The sample distribution by gender and age

Inclusion criteria

  • Lateral cephalograms taken in a natural head position.

  • Lateral cephalograms of adequate quality that clearly show the second to fourth cervical vertebrae (C2–C4).

Exclusion criteria

  • Lateral cephalograms that are not of standard quality such as blurry or noisy images.

CVMS classification by a panel of raters

The CVMS classification in this study was performed following the method described by Baccetti et al. [12]. All cephalograms were independently classified by a panel of raters (one experienced orthodontist in academia, one experienced orthodontist in private practice, and one orthodontic resident). The first two raters have 20 years of experience in orthodontics, while the last one is a senior orthodontic resident in a program where CVMS classification is routinely utilized as a part of diagnosis and treatment planning. A calibration session was conducted to reduce personal bias and increase inter-observer reliability prior to individual CVMS rating. Each rater then independently evaluated the CVMS on all cephalograms. After one-month interval, they repeated the process on a set of 35 randomly selected radiographs. Intra- and inter-observer agreements for the CVMS rating were calculated using Weighted Kappa statistics.

Dataset preparation

The dataset from three raters underwent a data preparation process that employed a consensus-based approach, using Python software, Version 3.9.7 (Python Software Foundation, Fredericksburg, VA, USA). This approach grouped CVMS assessments into “Complete Agreement” (all raters provided the same rating), and “Partial Agreement” (two out of three agreed on the rating). Finally, five datasets were created for model training: three individual datasets from each of the three raters (termed Rater 1, Rater 2, and Rater 3 datasets), two consensus-based datasets: “Complete Agreement”, and a “Majority Voting” (a combination of “Complete Agreement” and “Partial Agreement”). Cephalograms which all three raters provided differing CVMS ratings (a complete disagreement) were excluded.

Landmarks annotation

An additional stage of data extraction for this study was performed by annotating landmarks around the cervical bones on lateral cephalograms. We utilized VGG Image Annotator software, Version 2.0.10 (Department of Engineering Science, University of Oxford, Oxford, UK) to identify 19 landmarks surrounding the C2–C4, and created various features with those landmarks. The definition of each point is detailed in Fig. 2. The pixel coordinates of all points were subsequently exported and processed using the Python software to extract C2, C3 and C4 features.

Fig. 2
figure 2

Definitions of landmarks on lateral cephalogram

Feature selection

Feature selection involves identifying and retaining only the most impactful variables for model training. This process enhances accuracy and efficiency, while reducing overfitting and computational costs [39]. We accomplished this by utilizing a Random Forest model, which created several decision trees to make more reliable and accurate predictions. The features input into each dataset were classified into four groups: the general information feature group (patient’s age and gender), and the C2, C3, and C4 feature groups. The last three groups consisted of measurements such as distance, angles, and area calculated from the annotated landmarks on the C2–C4.
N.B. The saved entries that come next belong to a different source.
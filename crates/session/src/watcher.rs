//! Submission status watcher
//!
//! Tracks one judging job to a terminal verdict using both the push channel
//! and periodic polls. Both channels feed the same [`SubmissionState`], which
//! ignores regressions and anything after a terminal status, so duplicated or
//! out-of-order deliveries are harmless.

use crate::config::WatchConfig;
use crate::push::PushChannel;
use crate::session::AuthSession;
use async_trait::async_trait;
use codelab_core::{JobKind, SubmissionId, SubmissionState, SubmissionUpdate};
use codelab_http::ClientError;
use std::sync::Arc;
use thiserror::Error;
use tokio::sync::{mpsc, watch};
use tokio::task::JoinHandle;
use tokio::time::{Instant, MissedTickBehavior};
use tokio_util::sync::CancellationToken;

#[derive(Debug, Clone, Error, PartialEq, Eq)]
pub enum WatchError {
    #[error("Session expired while watching submission {0}")]
    SessionExpired(SubmissionId),

    #[error("Watch cancelled")]
    Cancelled,
}

/// Where poll results come from
#[async_trait]
pub trait StatusSource: Send + Sync {
    async fn fetch_status(&self, id: &SubmissionId) -> Result<SubmissionUpdate, ClientError>;
}

#[async_trait]
impl StatusSource for AuthSession {
    async fn fetch_status(&self, id: &SubmissionId) -> Result<SubmissionUpdate, ClientError> {
        self.submission_status(id).await
    }
}

/// Starts watches for submitted jobs
#[derive(Clone)]
pub struct SubmissionWatcher {
    source: Arc<dyn StatusSource>,
    push: Option<Arc<dyn PushChannel>>,
}

impl SubmissionWatcher {
    /// Poll-only watcher
    pub fn new(source: Arc<dyn StatusSource>) -> Self {
        Self { source, push: None }
    }

    #[must_use]
    pub fn with_push(mut self, push: Arc<dyn PushChannel>) -> Self {
        self.push = Some(push);
        self
    }

    /// Begin watching a job that the server has just accepted
    pub fn watch(&self, id: SubmissionId, kind: JobKind) -> WatchHandle {
        let (state_tx, state_rx) = watch::channel(SubmissionState::new(id.clone(), kind));
        let cancel = CancellationToken::new();

        let task = WatchTask {
            id,
            kind,
            source: self.source.clone(),
            push: self.push.clone(),
            state_tx,
            cancel: cancel.clone(),
        };

        WatchHandle {
            state: state_rx,
            cancel,
            task: Some(tokio::spawn(task.run())),
        }
    }
}

/// Live view of a watched job; dropping it stops the watch
pub struct WatchHandle {
    state: watch::Receiver<SubmissionState>,
    cancel: CancellationToken,
    task: Option<JoinHandle<Result<SubmissionState, WatchError>>>,
}

impl WatchHandle {
    /// Latest known state
    pub fn state(&self) -> SubmissionState {
        self.state.borrow().clone()
    }

    /// Receiver notified on every applied update
    pub fn subscribe(&self) -> watch::Receiver<SubmissionState> {
        self.state.clone()
    }

    /// Stop both channels; in-flight poll results are discarded
    pub fn cancel(&self) {
        self.cancel.cancel();
    }

    /// Wait for the terminal state
    pub async fn wait(mut self) -> Result<SubmissionState, WatchError> {
        match self.task.take() {
            Some(task) => task.await.unwrap_or(Err(WatchError::Cancelled)),
            None => Err(WatchError::Cancelled),
        }
    }
}

impl Drop for WatchHandle {
    fn drop(&mut self) {
        self.cancel.cancel();
    }
}

struct WatchTask {
    id: SubmissionId,
    kind: JobKind,
    source: Arc<dyn StatusSource>,
    push: Option<Arc<dyn PushChannel>>,
    state_tx: watch::Sender<SubmissionState>,
    cancel: CancellationToken,
}

impl WatchTask {
    async fn run(self) -> Result<SubmissionState, WatchError> {
        let mut push_rx = self.subscribe_push().await;
        let mut subscribed = push_rx.is_some();

        let push_deadline = tokio::time::sleep(push_timeout(self.kind));
        tokio::pin!(push_deadline);

        // First tick completes immediately
        let mut poll = tokio::time::interval(WatchConfig::POLL_INTERVAL);
        poll.set_missed_tick_behavior(MissedTickBehavior::Delay);

        let outcome = loop {
            tokio::select! {
                biased;

                () = self.cancel.cancelled() => break Err(WatchError::Cancelled),

                update = next_push(&mut push_rx) => match update {
                    Some(update) => {
                        if self.kind == JobKind::Submit {
                            push_deadline.as_mut().reset(Instant::now() + WatchConfig::SUBMIT_PUSH_SILENCE);
                        }
                        if self.apply(&update) {
                            break Ok(self.state_tx.borrow().clone());
                        }
                    }
                    None => {
                        debug!(submission = %self.id, "Push stream ended, polling only");
                        push_rx = None;
                    }
                },

                () = &mut push_deadline, if push_rx.is_some() => {
                    warn!(submission = %self.id, kind = ?self.kind, "No push updates in time, polling only");
                    push_rx = None;
                    self.unsubscribe_push().await;
                    subscribed = false;
                }

                _ = poll.tick() => {
                    let result = tokio::select! {
                        () = self.cancel.cancelled() => break Err(WatchError::Cancelled),
                        result = self.source.fetch_status(&self.id) => result,
                    };
                    match result {
                        Ok(update) => {
                            if self.apply(&update) {
                                break Ok(self.state_tx.borrow().clone());
                            }
                        }
                        Err(e) if is_session_failure(&e) => {
                            break Err(WatchError::SessionExpired(self.id.clone()));
                        }
                        Err(e) => warn!(submission = %self.id, "Status poll failed: {e}"),
                    }
                }
            }
        };

        if subscribed {
            self.unsubscribe_push().await;
        }
        if let Ok(state) = &outcome {
            info!(submission = %self.id, "Judging finished: {}", state.summary());
        }
        outcome
    }

    async fn subscribe_push(&self) -> Option<mpsc::Receiver<SubmissionUpdate>> {
        let push = self.push.as_ref()?;
        match push.subscribe(&self.id).await {
            Ok(rx) => Some(rx),
            Err(e) => {
                warn!(submission = %self.id, "Push subscription failed, polling only: {e}");
                None
            }
        }
    }

    async fn unsubscribe_push(&self) {
        if let Some(push) = &self.push {
            push.unsubscribe(&self.id).await;
        }
    }

    /// Apply an update; true once the job is terminal
    fn apply(&self, update: &SubmissionUpdate) -> bool {
        let mut terminal = false;
        self.state_tx.send_if_modified(|state| {
            let changed = state.apply(update);
            terminal = state.is_terminal();
            changed
        });
        terminal
    }
}

const fn push_timeout(kind: JobKind) -> std::time::Duration {
    match kind {
        JobKind::Run => WatchConfig::RUN_PUSH_TIMEOUT,
        JobKind::Submit => WatchConfig::SUBMIT_PUSH_SILENCE,
    }
}

async fn next_push(rx: &mut Option<mpsc::Receiver<SubmissionUpdate>>) -> Option<SubmissionUpdate> {
    match rx {
        Some(rx) => rx.recv().await,
        None => std::future::pending().await,
    }
}

fn is_session_failure(e: &ClientError) -> bool {
    matches!(e, ClientError::SessionExpired(_)) || e.is_unauthorized()
}
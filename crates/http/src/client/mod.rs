//! Codelab HTTP client

pub mod auth;
pub mod endpoints;
pub mod error;
pub mod interceptor;
pub mod request;
pub mod submissions;

pub use error::ClientError;
pub use request::{MultipartField, MultipartValue, Payload, RequestSpec};

use codelab_core::Credential;
use reqwest::{Client, ClientBuilder, StatusCode};
use serde::de::DeserializeOwned;
use std::time::Duration;

const USER_AGENT: &str = concat!("codelab-client/", env!("CARGO_PKG_VERSION"));

/// Codelab API client
///
/// Stateless with respect to credentials: the caller passes the credential to
/// use on each call. The underlying transport keeps a cookie store so the
/// server-set refresh cookie is carried to `/auth/refresh-token`.
#[derive(Clone)]
pub struct ApiClient {
    client: Client,
    base_url: String,
}

impl ApiClient {
    /// Create a new client with default configuration
    pub fn new(base_url: impl Into<String>) -> Result<Self, ClientError> {
        Self::builder().base_url(base_url).build()
    }

    /// Create a new client builder
    pub fn builder() -> ApiClientBuilder {
        ApiClientBuilder::default()
    }

    /// Get the base URL
    pub fn base_url(&self) -> &str {
        &self.base_url
    }

    /// Turn a request description into a ready-to-send request
    fn request(
        &self,
        spec: &RequestSpec,
        credential: Option<&Credential>,
    ) -> Result<reqwest::RequestBuilder, ClientError> {
        let url = format!("{}{}", self.base_url, spec.path);
        let builder = self.client.request(spec.method.clone(), url);
        interceptor::intercept(builder, &spec.payload, credential)
    }

    /// Send a request and decode its JSON body
    pub async fn send<T: DeserializeOwned>(
        &self,
        spec: &RequestSpec,
        credential: Option<&Credential>,
    ) -> Result<T, ClientError> {
        self.send_with_status(spec, credential)
            .await
            .map(|(_, body)| body)
    }

    /// Send a request and decode its JSON body, keeping the success status
    pub async fn send_with_status<T: DeserializeOwned>(
        &self,
        spec: &RequestSpec,
        credential: Option<&Credential>,
    ) -> Result<(StatusCode, T), ClientError> {
        debug!(
            method = %spec.method,
            path = %spec.path,
            retry = spec.retry_count,
            authenticated = credential.is_some(),
            "Sending request"
        );
        let request = self.request(spec, credential)?;
        Self::execute(request).await
    }

    /// Execute a request, returning the success status alongside the body
    ///
    /// An empty success body decodes as JSON `null`.
    async fn execute<T: DeserializeOwned>(
        request: reqwest::RequestBuilder,
    ) -> Result<(StatusCode, T), ClientError> {
        let response = request.send().await?;
        let status = response.status();

        if status.is_success() {
            let bytes = response.bytes().await?;
            let body = if bytes.iter().all(u8::is_ascii_whitespace) {
                serde_json::from_value(serde_json::Value::Null)?
            } else {
                serde_json::from_slice(&bytes)?
            };
            Ok((status, body))
        } else {
            let message = response.text().await.unwrap_or_else(|_| status.to_string());
            debug!(status = status.as_u16(), "Request failed");
            Err(ClientError::from_status(status, message))
        }
    }
}

/// Builder for ApiClient
#[derive(Default)]
pub struct ApiClientBuilder {
    base_url: Option<String>,
    timeout: Option<Duration>,
}

impl ApiClientBuilder {
    /// Set the base URL
    #[must_use]
    pub fn base_url(mut self, url: impl Into<String>) -> Self {
        self.base_url = Some(url.into());
        self
    }

    /// Set the request timeout
    #[must_use]
    pub const fn timeout(mut self, timeout: Duration) -> Self {
        self.timeout = Some(timeout);
        self
    }

    /// Build the client
    pub fn build(self) -> Result<ApiClient, ClientError> {
        let base_url = self
            .base_url
            .ok_or_else(|| ClientError::Configuration("base_url is required".into()))?;

        url::Url::parse(&base_url)
            .map_err(|e| ClientError::Configuration(format!("invalid base_url {base_url}: {e}")))?;

        // Ensure base_url ends without a trailing slash
        let base_url = base_url.trim_end_matches('/').to_string();

        let mut client_builder = ClientBuilder::new().cookie_store(true);

        if let Some(timeout) = self.timeout {
            client_builder = client_builder.timeout(timeout);
        }

        let client = client_builder.user_agent(USER_AGENT).build()?;

        Ok(ApiClient { client, base_url })
    }
}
Data in each of the five datasets were then randomly divided into a training set (70%) and a testing set (30%). The prediction pipeline for each model is built using the Python software which serves as the main programming language, together with two additional tools: the scikit-learn, Version 1.0.2 and scikit-optimize libraries, Version 0.9.0 (Python Software Foundation, Fredericksburg, VA, USA) [40].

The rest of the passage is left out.